» **WHAT YOU SHOULD DO**: Report every line of the records beneath this task that holds the string "ResourceLoader".

Stored data:
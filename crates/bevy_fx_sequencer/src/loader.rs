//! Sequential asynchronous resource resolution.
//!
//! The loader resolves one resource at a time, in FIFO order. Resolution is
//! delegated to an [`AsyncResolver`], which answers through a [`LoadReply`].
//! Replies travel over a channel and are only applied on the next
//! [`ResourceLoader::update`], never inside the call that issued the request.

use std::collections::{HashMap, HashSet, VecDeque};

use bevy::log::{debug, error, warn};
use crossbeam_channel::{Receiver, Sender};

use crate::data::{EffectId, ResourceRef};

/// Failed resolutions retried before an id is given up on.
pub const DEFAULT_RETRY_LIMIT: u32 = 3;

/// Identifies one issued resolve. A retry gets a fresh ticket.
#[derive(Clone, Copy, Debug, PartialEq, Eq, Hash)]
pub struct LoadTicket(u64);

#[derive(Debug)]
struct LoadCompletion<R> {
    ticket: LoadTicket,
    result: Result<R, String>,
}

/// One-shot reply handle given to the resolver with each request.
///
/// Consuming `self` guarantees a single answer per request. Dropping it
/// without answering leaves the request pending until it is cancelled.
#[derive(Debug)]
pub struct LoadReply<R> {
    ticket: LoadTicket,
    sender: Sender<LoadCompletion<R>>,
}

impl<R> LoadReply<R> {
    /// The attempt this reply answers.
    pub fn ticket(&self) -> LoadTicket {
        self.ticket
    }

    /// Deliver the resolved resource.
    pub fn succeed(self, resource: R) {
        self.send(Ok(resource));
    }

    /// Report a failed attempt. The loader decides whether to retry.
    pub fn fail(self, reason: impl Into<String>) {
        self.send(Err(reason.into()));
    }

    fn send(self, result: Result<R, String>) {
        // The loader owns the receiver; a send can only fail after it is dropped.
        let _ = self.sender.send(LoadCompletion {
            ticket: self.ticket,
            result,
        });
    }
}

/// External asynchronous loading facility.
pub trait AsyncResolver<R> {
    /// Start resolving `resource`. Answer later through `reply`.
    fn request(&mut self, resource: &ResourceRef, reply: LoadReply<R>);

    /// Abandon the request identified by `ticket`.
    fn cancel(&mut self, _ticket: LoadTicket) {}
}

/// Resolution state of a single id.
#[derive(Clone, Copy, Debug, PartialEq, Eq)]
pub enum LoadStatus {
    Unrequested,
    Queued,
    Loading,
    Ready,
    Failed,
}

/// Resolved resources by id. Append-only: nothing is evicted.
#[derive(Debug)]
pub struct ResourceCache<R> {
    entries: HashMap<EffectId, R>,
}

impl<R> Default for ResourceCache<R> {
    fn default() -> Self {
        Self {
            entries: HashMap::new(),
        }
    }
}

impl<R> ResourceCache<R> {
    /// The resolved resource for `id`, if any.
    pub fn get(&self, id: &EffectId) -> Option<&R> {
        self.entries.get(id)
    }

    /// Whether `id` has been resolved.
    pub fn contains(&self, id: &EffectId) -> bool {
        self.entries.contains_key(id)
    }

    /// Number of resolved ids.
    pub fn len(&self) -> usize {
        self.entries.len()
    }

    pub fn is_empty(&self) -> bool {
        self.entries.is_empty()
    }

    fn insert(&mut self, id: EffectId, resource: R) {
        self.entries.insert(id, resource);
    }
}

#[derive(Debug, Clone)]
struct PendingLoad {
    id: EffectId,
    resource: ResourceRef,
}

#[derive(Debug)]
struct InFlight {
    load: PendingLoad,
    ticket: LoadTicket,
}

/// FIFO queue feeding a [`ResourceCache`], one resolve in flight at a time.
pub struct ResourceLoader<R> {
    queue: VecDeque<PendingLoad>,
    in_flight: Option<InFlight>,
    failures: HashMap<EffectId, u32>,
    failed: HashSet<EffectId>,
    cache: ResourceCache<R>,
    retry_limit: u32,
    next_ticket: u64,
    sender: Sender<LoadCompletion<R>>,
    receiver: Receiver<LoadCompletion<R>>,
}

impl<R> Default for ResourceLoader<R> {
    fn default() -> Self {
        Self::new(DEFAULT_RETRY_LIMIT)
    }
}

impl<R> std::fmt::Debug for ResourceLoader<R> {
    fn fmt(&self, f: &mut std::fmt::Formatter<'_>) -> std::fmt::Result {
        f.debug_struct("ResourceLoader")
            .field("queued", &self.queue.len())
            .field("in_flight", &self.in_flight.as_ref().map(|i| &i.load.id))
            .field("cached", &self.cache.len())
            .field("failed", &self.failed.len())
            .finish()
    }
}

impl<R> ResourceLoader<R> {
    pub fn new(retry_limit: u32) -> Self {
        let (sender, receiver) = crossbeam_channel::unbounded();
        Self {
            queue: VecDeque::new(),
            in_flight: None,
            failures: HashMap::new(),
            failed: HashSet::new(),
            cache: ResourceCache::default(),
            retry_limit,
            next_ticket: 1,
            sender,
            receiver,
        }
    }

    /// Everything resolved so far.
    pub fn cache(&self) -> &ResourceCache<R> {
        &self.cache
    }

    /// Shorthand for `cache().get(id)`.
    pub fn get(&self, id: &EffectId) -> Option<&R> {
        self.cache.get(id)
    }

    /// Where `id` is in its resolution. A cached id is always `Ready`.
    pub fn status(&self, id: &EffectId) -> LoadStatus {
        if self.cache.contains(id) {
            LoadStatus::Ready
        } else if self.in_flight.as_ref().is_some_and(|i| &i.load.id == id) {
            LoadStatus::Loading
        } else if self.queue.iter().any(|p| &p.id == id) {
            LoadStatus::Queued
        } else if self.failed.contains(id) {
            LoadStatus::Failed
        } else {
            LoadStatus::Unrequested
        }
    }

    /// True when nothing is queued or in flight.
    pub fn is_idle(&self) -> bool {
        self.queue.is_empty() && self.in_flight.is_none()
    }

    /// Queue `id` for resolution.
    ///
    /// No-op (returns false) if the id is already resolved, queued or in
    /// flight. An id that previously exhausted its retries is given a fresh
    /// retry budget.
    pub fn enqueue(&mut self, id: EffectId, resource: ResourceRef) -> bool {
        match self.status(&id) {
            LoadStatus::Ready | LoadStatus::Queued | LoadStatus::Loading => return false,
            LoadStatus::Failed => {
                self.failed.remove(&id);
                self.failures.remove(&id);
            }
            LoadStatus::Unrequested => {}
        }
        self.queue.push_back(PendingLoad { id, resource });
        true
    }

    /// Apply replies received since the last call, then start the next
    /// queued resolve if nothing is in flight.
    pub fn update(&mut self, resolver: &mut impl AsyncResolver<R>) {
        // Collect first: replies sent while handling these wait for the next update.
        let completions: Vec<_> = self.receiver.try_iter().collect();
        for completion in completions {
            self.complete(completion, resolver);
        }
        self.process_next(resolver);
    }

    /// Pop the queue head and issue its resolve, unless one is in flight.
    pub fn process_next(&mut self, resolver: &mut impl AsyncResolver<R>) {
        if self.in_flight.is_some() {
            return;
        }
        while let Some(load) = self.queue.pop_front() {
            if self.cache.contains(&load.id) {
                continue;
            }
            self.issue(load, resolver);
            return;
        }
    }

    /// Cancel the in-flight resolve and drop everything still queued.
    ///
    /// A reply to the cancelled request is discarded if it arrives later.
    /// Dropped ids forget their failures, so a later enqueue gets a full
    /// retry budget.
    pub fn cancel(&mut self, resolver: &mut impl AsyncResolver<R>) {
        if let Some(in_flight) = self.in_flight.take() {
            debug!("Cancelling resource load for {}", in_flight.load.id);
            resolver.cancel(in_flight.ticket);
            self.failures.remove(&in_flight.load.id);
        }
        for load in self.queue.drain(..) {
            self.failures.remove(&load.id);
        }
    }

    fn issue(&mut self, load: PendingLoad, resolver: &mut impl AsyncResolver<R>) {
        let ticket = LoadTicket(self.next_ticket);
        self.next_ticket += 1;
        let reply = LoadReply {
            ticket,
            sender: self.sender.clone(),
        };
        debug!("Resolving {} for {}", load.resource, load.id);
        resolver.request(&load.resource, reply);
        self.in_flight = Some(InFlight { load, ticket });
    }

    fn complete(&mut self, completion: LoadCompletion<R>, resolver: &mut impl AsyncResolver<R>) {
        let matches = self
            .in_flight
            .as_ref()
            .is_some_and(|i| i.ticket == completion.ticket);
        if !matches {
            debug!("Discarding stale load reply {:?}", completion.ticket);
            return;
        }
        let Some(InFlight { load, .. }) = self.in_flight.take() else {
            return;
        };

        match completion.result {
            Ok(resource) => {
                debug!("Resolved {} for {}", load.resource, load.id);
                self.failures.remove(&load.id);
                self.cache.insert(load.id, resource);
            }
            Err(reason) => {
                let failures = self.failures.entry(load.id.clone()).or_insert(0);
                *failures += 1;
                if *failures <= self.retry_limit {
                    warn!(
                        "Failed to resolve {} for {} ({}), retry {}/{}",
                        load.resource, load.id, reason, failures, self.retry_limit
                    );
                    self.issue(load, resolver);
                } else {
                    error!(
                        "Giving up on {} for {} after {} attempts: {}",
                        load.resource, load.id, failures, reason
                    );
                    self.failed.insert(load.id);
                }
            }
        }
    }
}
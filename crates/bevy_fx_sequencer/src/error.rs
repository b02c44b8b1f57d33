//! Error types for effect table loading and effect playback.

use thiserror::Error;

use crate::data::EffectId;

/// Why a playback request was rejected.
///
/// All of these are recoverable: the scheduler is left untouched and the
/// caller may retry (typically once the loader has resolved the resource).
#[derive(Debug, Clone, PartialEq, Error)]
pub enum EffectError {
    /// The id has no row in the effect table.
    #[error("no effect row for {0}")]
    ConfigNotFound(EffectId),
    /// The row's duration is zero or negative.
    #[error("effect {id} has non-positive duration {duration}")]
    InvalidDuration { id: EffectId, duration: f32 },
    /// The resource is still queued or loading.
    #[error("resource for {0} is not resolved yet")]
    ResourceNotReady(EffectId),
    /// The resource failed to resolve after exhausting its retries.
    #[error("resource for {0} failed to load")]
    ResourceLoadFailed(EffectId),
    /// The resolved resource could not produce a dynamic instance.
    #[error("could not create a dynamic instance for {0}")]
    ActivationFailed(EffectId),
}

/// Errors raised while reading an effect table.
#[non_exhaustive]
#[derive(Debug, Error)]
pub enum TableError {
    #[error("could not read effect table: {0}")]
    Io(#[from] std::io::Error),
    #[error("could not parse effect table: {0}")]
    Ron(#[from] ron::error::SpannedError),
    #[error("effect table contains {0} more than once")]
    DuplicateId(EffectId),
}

» **REPLY TO THE EXERCISE**:
//! [`ResourceLoader::update`], never inside the call that issued the request.
pub struct ResourceLoader<R> {
impl<R> Default for ResourceLoader<R> {
impl<R> std::fmt::Debug for ResourceLoader<R> {
        f.debug_struct("ResourceLoader")
impl<R> ResourceLoader<R> {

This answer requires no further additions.